[Start of section]

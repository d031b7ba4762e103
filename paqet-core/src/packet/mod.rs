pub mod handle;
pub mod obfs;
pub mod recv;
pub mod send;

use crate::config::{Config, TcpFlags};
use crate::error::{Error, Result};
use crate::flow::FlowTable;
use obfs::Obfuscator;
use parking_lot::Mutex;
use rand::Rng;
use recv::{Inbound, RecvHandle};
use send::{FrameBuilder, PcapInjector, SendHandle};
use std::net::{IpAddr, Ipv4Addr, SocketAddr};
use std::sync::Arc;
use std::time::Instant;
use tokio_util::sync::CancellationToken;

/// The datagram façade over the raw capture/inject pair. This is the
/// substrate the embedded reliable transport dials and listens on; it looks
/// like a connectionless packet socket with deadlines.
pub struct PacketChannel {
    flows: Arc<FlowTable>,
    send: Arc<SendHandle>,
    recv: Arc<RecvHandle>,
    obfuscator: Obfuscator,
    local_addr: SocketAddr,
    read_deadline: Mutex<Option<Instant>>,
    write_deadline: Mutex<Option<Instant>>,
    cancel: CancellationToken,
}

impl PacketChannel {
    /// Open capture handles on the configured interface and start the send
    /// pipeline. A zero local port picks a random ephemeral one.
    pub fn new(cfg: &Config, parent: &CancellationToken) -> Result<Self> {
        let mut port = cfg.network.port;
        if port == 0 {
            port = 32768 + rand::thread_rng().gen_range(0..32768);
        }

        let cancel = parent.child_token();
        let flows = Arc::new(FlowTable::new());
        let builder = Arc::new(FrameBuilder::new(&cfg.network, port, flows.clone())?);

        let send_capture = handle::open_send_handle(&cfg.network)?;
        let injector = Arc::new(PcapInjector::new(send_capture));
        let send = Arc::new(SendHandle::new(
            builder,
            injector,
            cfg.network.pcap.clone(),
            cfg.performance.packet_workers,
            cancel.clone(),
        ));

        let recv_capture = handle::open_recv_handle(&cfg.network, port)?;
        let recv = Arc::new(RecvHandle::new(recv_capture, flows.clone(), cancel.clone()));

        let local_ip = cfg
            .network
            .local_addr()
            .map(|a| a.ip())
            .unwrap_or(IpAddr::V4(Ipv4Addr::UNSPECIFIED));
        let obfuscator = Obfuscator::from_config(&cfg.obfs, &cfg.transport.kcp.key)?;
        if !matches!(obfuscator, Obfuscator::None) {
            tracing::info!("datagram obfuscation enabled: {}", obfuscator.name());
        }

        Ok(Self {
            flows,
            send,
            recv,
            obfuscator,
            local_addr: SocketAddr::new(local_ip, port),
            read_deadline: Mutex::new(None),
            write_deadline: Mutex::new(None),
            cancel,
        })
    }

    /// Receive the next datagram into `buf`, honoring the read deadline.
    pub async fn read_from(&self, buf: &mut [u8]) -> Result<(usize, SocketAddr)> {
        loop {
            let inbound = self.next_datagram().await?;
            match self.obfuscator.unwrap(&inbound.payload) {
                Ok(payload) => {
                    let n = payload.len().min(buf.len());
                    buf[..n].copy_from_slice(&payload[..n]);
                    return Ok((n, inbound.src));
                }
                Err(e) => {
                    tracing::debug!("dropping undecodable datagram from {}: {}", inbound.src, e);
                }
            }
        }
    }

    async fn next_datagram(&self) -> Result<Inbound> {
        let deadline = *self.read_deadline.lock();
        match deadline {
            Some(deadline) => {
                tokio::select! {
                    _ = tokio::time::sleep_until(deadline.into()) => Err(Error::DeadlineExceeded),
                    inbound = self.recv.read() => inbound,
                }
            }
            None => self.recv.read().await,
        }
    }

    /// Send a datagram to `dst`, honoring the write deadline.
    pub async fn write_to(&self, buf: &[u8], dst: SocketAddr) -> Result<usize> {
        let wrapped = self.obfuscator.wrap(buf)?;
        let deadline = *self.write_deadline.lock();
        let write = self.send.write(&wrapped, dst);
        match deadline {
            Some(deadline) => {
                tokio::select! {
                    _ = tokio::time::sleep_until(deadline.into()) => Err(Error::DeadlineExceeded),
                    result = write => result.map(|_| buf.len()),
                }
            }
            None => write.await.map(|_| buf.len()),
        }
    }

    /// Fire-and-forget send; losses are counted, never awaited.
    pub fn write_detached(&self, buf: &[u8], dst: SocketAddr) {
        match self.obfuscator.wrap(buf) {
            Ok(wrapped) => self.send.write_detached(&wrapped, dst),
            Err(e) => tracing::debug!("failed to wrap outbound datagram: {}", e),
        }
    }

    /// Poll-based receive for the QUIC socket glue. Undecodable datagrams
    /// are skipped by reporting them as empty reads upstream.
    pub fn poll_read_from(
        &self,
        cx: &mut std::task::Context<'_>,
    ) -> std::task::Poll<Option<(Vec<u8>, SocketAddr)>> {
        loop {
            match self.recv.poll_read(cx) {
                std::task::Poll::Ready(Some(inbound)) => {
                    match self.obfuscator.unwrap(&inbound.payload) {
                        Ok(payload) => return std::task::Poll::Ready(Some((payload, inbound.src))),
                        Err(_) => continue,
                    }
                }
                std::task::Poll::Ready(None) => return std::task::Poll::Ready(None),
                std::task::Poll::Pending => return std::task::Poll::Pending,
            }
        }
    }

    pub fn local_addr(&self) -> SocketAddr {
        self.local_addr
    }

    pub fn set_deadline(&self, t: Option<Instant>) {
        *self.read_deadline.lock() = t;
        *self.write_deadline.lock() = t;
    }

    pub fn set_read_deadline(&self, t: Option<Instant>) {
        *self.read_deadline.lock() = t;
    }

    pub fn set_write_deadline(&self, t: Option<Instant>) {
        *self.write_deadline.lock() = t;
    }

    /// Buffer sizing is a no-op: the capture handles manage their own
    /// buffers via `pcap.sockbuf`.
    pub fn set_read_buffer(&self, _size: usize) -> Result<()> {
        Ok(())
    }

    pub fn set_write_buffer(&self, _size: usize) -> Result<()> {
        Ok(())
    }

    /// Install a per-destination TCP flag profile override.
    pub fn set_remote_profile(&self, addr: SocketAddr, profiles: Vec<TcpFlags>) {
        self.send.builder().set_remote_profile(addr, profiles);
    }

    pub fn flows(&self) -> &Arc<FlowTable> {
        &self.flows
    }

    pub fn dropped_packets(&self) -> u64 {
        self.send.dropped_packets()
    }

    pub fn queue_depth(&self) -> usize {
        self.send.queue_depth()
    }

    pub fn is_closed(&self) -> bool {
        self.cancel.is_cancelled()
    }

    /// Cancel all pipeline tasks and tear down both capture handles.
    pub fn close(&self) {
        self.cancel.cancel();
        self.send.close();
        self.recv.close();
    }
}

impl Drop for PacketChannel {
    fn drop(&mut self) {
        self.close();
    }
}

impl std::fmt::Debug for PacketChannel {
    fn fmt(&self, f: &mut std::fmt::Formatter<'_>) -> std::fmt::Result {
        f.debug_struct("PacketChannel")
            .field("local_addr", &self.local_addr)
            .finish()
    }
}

[End of section]
[Start of section]

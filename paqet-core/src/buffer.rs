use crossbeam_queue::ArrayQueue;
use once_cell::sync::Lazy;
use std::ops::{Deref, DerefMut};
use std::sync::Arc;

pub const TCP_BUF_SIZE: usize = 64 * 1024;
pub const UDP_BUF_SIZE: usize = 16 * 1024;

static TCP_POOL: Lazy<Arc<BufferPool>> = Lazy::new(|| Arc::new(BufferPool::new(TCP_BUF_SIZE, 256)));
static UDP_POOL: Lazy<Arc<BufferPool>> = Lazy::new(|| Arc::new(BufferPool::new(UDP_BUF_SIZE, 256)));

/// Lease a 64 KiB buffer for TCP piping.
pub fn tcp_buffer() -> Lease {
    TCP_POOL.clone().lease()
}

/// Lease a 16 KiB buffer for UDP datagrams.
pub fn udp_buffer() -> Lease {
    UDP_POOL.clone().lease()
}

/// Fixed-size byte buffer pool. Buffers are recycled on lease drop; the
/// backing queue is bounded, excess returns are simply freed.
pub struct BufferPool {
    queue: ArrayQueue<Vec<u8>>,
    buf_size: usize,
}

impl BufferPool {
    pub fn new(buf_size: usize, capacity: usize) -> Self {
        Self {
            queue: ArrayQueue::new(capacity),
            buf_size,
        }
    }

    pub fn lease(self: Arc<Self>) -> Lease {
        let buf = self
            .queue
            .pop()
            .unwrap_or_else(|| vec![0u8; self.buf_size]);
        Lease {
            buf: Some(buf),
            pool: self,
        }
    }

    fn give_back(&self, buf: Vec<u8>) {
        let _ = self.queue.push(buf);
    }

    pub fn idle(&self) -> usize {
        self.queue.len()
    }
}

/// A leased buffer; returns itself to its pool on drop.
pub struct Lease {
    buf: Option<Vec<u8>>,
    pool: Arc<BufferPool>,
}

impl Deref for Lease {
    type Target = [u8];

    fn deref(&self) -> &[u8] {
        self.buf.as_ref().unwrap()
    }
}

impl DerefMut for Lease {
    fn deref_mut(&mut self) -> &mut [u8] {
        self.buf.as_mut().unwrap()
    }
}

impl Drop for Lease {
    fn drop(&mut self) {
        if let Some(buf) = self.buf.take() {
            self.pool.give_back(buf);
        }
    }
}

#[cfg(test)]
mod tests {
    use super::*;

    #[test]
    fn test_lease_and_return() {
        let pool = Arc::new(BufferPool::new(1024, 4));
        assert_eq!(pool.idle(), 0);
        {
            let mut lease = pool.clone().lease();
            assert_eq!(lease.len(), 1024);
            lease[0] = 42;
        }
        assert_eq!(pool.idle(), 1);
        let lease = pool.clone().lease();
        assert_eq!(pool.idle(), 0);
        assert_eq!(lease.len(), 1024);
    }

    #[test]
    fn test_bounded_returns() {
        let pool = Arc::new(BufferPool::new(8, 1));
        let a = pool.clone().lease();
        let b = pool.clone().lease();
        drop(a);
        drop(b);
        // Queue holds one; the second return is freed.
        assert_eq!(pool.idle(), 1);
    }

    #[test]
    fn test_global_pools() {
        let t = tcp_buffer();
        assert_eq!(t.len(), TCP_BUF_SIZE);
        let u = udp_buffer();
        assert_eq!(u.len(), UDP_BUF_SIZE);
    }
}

[End of section]

> **What to produce**
Your task is to copy each line of the entries that includes the word "wrapped".

> **Your solution**
        let wrapped = self.obfuscator.wrap(buf)?;
        let write = self.send.write(&wrapped, dst);
            Ok(wrapped) => self.send.write_detached(&wrapped, dst),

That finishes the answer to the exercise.